**Assignment:**
When a line of the entries contains "super", please list that line.

[Records from a data source]
= Beginning of Section =

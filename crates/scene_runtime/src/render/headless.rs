//! CPU-side backend
//!
//! Implements the backend traits without a GPU: replicas are plain byte
//! vectors and bindings live in a slot map. Used by tests and by headless
//! runs of the scene.

use slotmap::{DefaultKey, Key, KeyData, SlotMap};

use super::backend::{BindingDesc, BindingHandle, BindingPool, DrawCommand, RenderBackend, ReplicaMemory};
use super::RenderError;

/// Replicas backed by host vectors
#[derive(Debug, Clone)]
pub struct HostReplicaMemory {
    replicas: Vec<Vec<u8>>,
    flushed: Vec<(usize, usize)>,
    alignment: usize,
}

impl HostReplicaMemory {
    /// Allocate `count` zeroed replicas of `size` bytes
    pub fn new(count: usize, size: usize) -> Self {
        Self {
            replicas: vec![vec![0; size]; count],
            flushed: Vec::new(),
            alignment: 1,
        }
    }

    /// Require record offsets to be multiples of `alignment`
    pub fn with_alignment(mut self, alignment: usize) -> Self {
        self.alignment = alignment.max(1);
        self
    }

    /// Ranges flushed so far, as `(offset, len)`
    pub fn flushed_ranges(&self) -> &[(usize, usize)] {
        &self.flushed
    }

    fn check(&self, replica: usize, offset: usize, len: usize) -> Result<(), RenderError> {
        let size = self.replica_size();
        if replica >= self.replicas.len() {
            return Err(RenderError::ReplicaOutOfRange {
                replica,
                count: self.replicas.len(),
            });
        }
        if offset + len > size {
            return Err(RenderError::OutOfBounds { offset, len, size });
        }
        Ok(())
    }
}

impl ReplicaMemory for HostReplicaMemory {
    fn replica_count(&self) -> usize {
        self.replicas.len()
    }

    fn replica_size(&self) -> usize {
        self.replicas.first().map_or(0, Vec::len)
    }

    fn record_alignment(&self) -> usize {
        self.alignment
    }

    fn write(&mut self, replica: usize, offset: usize, bytes: &[u8]) -> Result<(), RenderError> {
        self.check(replica, offset, bytes.len())?;
        self.replicas[replica][offset..offset + bytes.len()].copy_from_slice(bytes);
        Ok(())
    }

    fn flush(&mut self, offset: usize, len: usize) -> Result<(), RenderError> {
        self.check(0, offset, len)?;
        self.flushed.push((offset, len));
        Ok(())
    }

    fn read(&self, replica: usize, offset: usize, len: usize) -> Result<Vec<u8>, RenderError> {
        self.check(replica, offset, len)?;
        Ok(self.replicas[replica][offset..offset + len].to_vec())
    }
}

/// Capacity-limited binding pool
#[derive(Debug)]
pub struct HeadlessBindingPool {
    bindings: SlotMap<DefaultKey, BindingDesc>,
    capacity: usize,
    allocations: u64,
    updates: u64,
    resets: u64,
}

impl HeadlessBindingPool {
    /// Create a pool holding at most `capacity` bindings
    pub fn new(capacity: usize) -> Self {
        Self {
            bindings: SlotMap::with_capacity(capacity),
            capacity,
            allocations: 0,
            updates: 0,
            resets: 0,
        }
    }

    /// What a binding currently points at
    pub fn describe(&self, handle: BindingHandle) -> Option<&BindingDesc> {
        self.bindings.get(Self::key(handle))
    }

    /// Allocations since creation
    pub fn allocations(&self) -> u64 {
        self.allocations
    }

    /// In-place updates since creation
    pub fn updates(&self) -> u64 {
        self.updates
    }

    /// Resets since creation
    pub fn resets(&self) -> u64 {
        self.resets
    }

    fn key(handle: BindingHandle) -> DefaultKey {
        KeyData::from_ffi(handle.0).into()
    }
}

impl BindingPool for HeadlessBindingPool {
    fn allocate(&mut self, desc: &BindingDesc) -> Result<BindingHandle, RenderError> {
        if self.bindings.len() >= self.capacity {
            return Err(RenderError::PoolExhausted { capacity: self.capacity });
        }
        let key = self.bindings.insert(*desc);
        self.allocations += 1;
        Ok(BindingHandle(key.data().as_ffi()))
    }

    fn update(&mut self, handle: BindingHandle, desc: &BindingDesc) -> Result<(), RenderError> {
        let slot = self
            .bindings
            .get_mut(Self::key(handle))
            .ok_or(RenderError::InvalidBinding(handle))?;
        *slot = *desc;
        self.updates += 1;
        Ok(())
    }

    fn reset(&mut self) -> Result<(), RenderError> {
        self.bindings.clear();
        self.resets += 1;
        Ok(())
    }

    fn live_bindings(&self) -> usize {
        self.bindings.len()
    }

    fn capacity(&self) -> usize {
        self.capacity
    }
}

/// Backend that records draws instead of submitting them
#[derive(Debug)]
pub struct HeadlessBackend {
    frame: usize,
    frames_in_flight: usize,
    pool: HeadlessBindingPool,
    surface_recreated: bool,
    draws: Vec<DrawCommand>,
}

impl HeadlessBackend {
    /// Create a backend with `frames_in_flight` replicas and a pool of `max_bindings`
    pub fn new(frames_in_flight: usize, max_bindings: usize) -> Self {
        Self {
            frame: 0,
            frames_in_flight: frames_in_flight.max(1),
            pool: HeadlessBindingPool::new(max_bindings),
            surface_recreated: false,
            draws: Vec::new(),
        }
    }

    /// Move to the next replica, as a present would
    pub fn advance_frame(&mut self) {
        self.frame = (self.frame + 1) % self.frames_in_flight;
    }

    /// Pretend the output surface was resized
    pub fn signal_surface_recreated(&mut self) {
        self.surface_recreated = true;
    }

    /// Draws recorded so far
    pub fn draws(&self) -> &[DrawCommand] {
        &self.draws
    }

    /// Take and clear the recorded draws
    pub fn take_draws(&mut self) -> Vec<DrawCommand> {
        std::mem::take(&mut self.draws)
    }

    /// The concrete pool
    pub fn pool(&self) -> &HeadlessBindingPool {
        &self.pool
    }
}

impl RenderBackend for HeadlessBackend {
    fn current_frame(&self) -> usize {
        self.frame
    }

    fn frames_in_flight(&self) -> usize {
        self.frames_in_flight
    }

    fn binding_pool(&mut self) -> &mut dyn BindingPool {
        &mut self.pool
    }

    fn take_surface_recreated(&mut self) -> bool {
        std::mem::take(&mut self.surface_recreated)
    }

    fn record_draw(&mut self, draw: &DrawCommand) {
        self.draws.push(draw.clone());
    }
}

= End of Section =

**Solved exercise:**
use super::backend::{BindingDesc, BindingHandle, BindingPool, DrawCommand, RenderBackend, ReplicaMemory};
use super::RenderError;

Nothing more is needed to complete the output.